Il futuro è nelle mani dell’eolico

Uno studio recente promosso dall’ EWEA, la lobby europea che gestisce il business dell’eolico, ha dimostrato che, se il nostro continente decidesse di portare fin da subito il target per la produzione di energia da fonti rinnovabili al 30% del totale, si potrebbe realizzare un risparmio sulla spesa per i conbustibili fossili pari a 450 miliardi di euro nel ventennio 2010-2030. Questo dato economico è suffragato dalle statistiche relative allo stesso 2010 che mostrano come, grazie all’impiego delle rinnovabili, sia stato possibile risparmiare ben 30 miliardi a fronte delle politiche di sostegno che ammontavano a 26 miliardi in un solo anno.

L’EWEA è un’associazione che unisce tutti gli interessi economici legati all’eolico in Europa e si occupa della sua diffusione tra i paesi membri.

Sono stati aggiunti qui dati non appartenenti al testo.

// gxcodec-parsers/src/traits.rs
//! Core traits defining the codec interface for all container formats.
//!
//! This module establishes:
//! - The error taxonomy shared by every reader and writer
//! - Read/write configuration
//! - The `ModelCodec` capability interface used by front ends

use std::borrow::Cow;
use std::path::Path;

use thiserror::Error;

use crate::diagnostics::Transaction;
use crate::gx::VertexAttribute;
use crate::model::{Model, QuantizationProfile};

/// Errors that can occur during read or write operations
#[derive(Error, Debug)]
pub enum ParseError {
    #[error("I/O error: {0}")]
    Io(#[from] std::io::Error),

    #[error("Out of bounds at offset 0x{offset:X}: requested {requested} bytes, available {available}")]
    OutOfBounds {
        offset: usize,
        requested: usize,
        available: usize,
    },

    #[error("Invalid magic bytes: expected {expected:?}, found {found:?}")]
    InvalidMagic { expected: Vec<u8>, found: Vec<u8> },

    #[error("Unsupported version: {version}")]
    UnsupportedVersion { version: u32 },

    #[error("Malformed display list at offset 0x{offset:X}: unexpected command 0x{command:02X}")]
    MalformedDisplayList { offset: usize, command: u8 },

    #[error("Direct data is not supported for vertex attribute {attribute}")]
    UnsupportedDirectAttribute { attribute: VertexAttribute },

    #[error("Unresolved link to label `{label}`")]
    UnresolvedLink { label: String },

    #[error("Link at offset 0x{at:X} cannot hold value {value}")]
    LinkOverflow { at: usize, value: i64 },

    #[error("Invalid structure: {0}")]
    InvalidStructure(String),

    #[error("Nested error in {context}: {source}")]
    Nested {
        context: String,
        #[source]
        source: Box<ParseError>,
    },
}

impl ParseError {
    /// Wrap this error with additional context
    pub fn with_context(self, context: impl Into<String>) -> Self {
        ParseError::Nested {
            context: context.into(),
            source: Box::new(self),
        }
    }

    /// Shorthand for an `InvalidStructure` error
    pub fn invalid(message: impl Into<String>) -> Self {
        ParseError::InvalidStructure(message.into())
    }

    /// The innermost error beneath any context layers
    pub fn root_cause(&self) -> &ParseError {
        match self {
            ParseError::Nested { source, .. } => source.root_cause(),
            other => other,
        }
    }

    /// Errors that only invalidate the mesh whose display list raised them
    pub fn is_fatal_for_mesh(&self) -> bool {
        matches!(
            self.root_cause(),
            ParseError::MalformedDisplayList { .. } | ParseError::UnsupportedDirectAttribute { .. }
        )
    }

    /// Errors that always abort the whole operation
    pub fn is_cross_cutting(&self) -> bool {
        matches!(
            self.root_cause(),
            ParseError::InvalidMagic { .. }
                | ParseError::UnresolvedLink { .. }
                | ParseError::LinkOverflow { .. }
        )
    }
}

/// Result type alias for codec operations
pub type ParseResult<T> = Result<T, ParseError>;

/// Configuration options for reading
#[derive(Debug, Clone)]
pub struct ReadOptions {
    /// Bytes a section may leave unconsumed before a warning is raised
    pub section_size_tolerance: u32,
    /// Report validation findings as errors instead of warnings
    pub strict_validation: bool,
    /// Shrink vertex buffers to the highest index the display lists use
    pub trim_vertex_buffers: bool,
}

impl Default for ReadOptions {
    fn default() -> Self {
        Self {
            section_size_tolerance: 32,
            strict_validation: false,
            trim_vertex_buffers: true,
        }
    }
}

/// Configuration options for writing
#[derive(Debug, Clone, Default)]
pub struct WriteOptions {
    /// Re-quantize vertex data for this profile before writing
    pub profile: Option<QuantizationProfile>,
    /// Refuse to write a model whose bone graph or references are broken
    pub validate_before_write: bool,
}

impl WriteOptions {
    /// Apply the requested profile and validation to `model`, cloning only
    /// when the vertex data has to change
    pub fn prepare<'m>(&self, model: &'m Model) -> ParseResult<Cow<'m, Model>> {
        let model = match self.profile {
            Some(profile) => {
                let mut copy = model.clone();
                copy.requantize(profile)?;
                Cow::Owned(copy)
            }
            None => Cow::Borrowed(model),
        };

        if self.validate_before_write {
            if let Some(finding) = model
                .validate()
                .into_iter()
                .find(|d| d.severity == crate::diagnostics::Severity::Error)
            {
                return Err(ParseError::InvalidStructure(finding.message));
            }
        }
        Ok(model)
    }
}

/// Capability interface for a container format
///
/// Implementors read a whole container from an in-memory buffer into a
/// [`Model`] and serialize a model back into bytes.
pub trait ModelCodec: Send + Sync {
    /// Human-readable codec name
    fn name(&self) -> &str;

    /// File extensions this codec handles (e.g. `["bmd"]`)
    fn extensions(&self) -> &[&str];

    /// Peek at the magic tag without consuming anything
    fn can_read(&self, bytes: &[u8]) -> bool;

    /// Read with default options
    fn read(&self, bytes: &[u8], tx: &mut Transaction) -> ParseResult<Model> {
        self.read_with_options(bytes, &ReadOptions::default(), tx)
    }

    /// Read with custom options
    ///
    /// Section-level failures are recorded in `tx` and a partial model is
    /// still returned. Only cross-cutting failures produce `Err`.
    fn read_with_options(
        &self,
        bytes: &[u8],
        options: &ReadOptions,
        tx: &mut Transaction,
    ) -> ParseResult<Model>;

    /// Read a file fully into memory, then decode it
    fn read_file(&self, path: &Path, tx: &mut Transaction) -> ParseResult<Model> {
        let bytes = std::fs::read(path)?;
        self.read(&bytes, tx)
    }

    /// Write with default options
    fn write(&self, model: &Model) -> ParseResult<Vec<u8>> {
        self.write_with_options(model, &WriteOptions::default())
    }

    /// Write with custom options
    fn write_with_options(&self, model: &Model, options: &WriteOptions) -> ParseResult<Vec<u8>>;

    /// Check the extension of a path against this codec
    fn handles_extension(&self, path: &Path) -> bool {
        path.extension()
            .map(|ext| ext.to_string_lossy().to_lowercase())
            .is_some_and(|ext| self.extensions().iter().any(|e| e.eq_ignore_ascii_case(&ext)))
    }
}

/// Trait for converting parsed data to human-readable formats
pub trait HumanReadable {
    /// Convert to a human-readable string representation
    fn to_readable_string(&self) -> String;

    /// Convert to formatted JSON
    fn to_json(&self) -> serde_json::Value;

    /// Convert to YAML (falls back to the readable string on failure)
    fn to_yaml(&self) -> String {
        serde_yaml::to_string(&self.to_json()).unwrap_or_else(|_| self.to_readable_string())
    }
}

Quando si parla di energie rinnovabili, l’eolico non può che avere un ruolo fondamentale in quanto è il metodo più facile da applicare su larga scala senza consumo di terreno e con costi di manutenzione molto più bassi rispetto a quelli dei pannelli solari (visto che questi ultimi vanno sostituiti dopo un certo periodo d’utilizzo). In particolare, per quanto riguarda il tema del risparmio dell’acqua, la forza del vento si dimostrerà vitale nei prossimi decenni per aiutarci a contenere la dispersione delle fonti d’approvvigionamento di questa sostanza così essenziale alla nostra sopravvivenza. Infatti, come evidenzia un altro studio dell’EWEA, il 44% dell’acqua usata in Europa viene impiegata nei processi legati alla produzione di energia dalle centrali nucleari, elettriche o a carbone. La necessità di risparmiare la risorsa idrica si profila ancora più necessaria se si tiene conto che nel 2007, l’11% della popolazione UE ha sofferto per la scarsità d’acqua e le previsioni per i prossimi anni non sono certo migliori. Già nel 2012 l’impiego dell’energia del vento ha permesso di risparmiare 1,2 miliardi di metri cubi di doppi atomi d’idrogeno più ossigeno, per un equivalente di 2,4 miliardi di euro. Entro il 2030 le cifre potrebbero essere quadruplicate se si inseguisse il traguardo del 30% di energia ottenuta da fonti rinnovabili come accennato sopra.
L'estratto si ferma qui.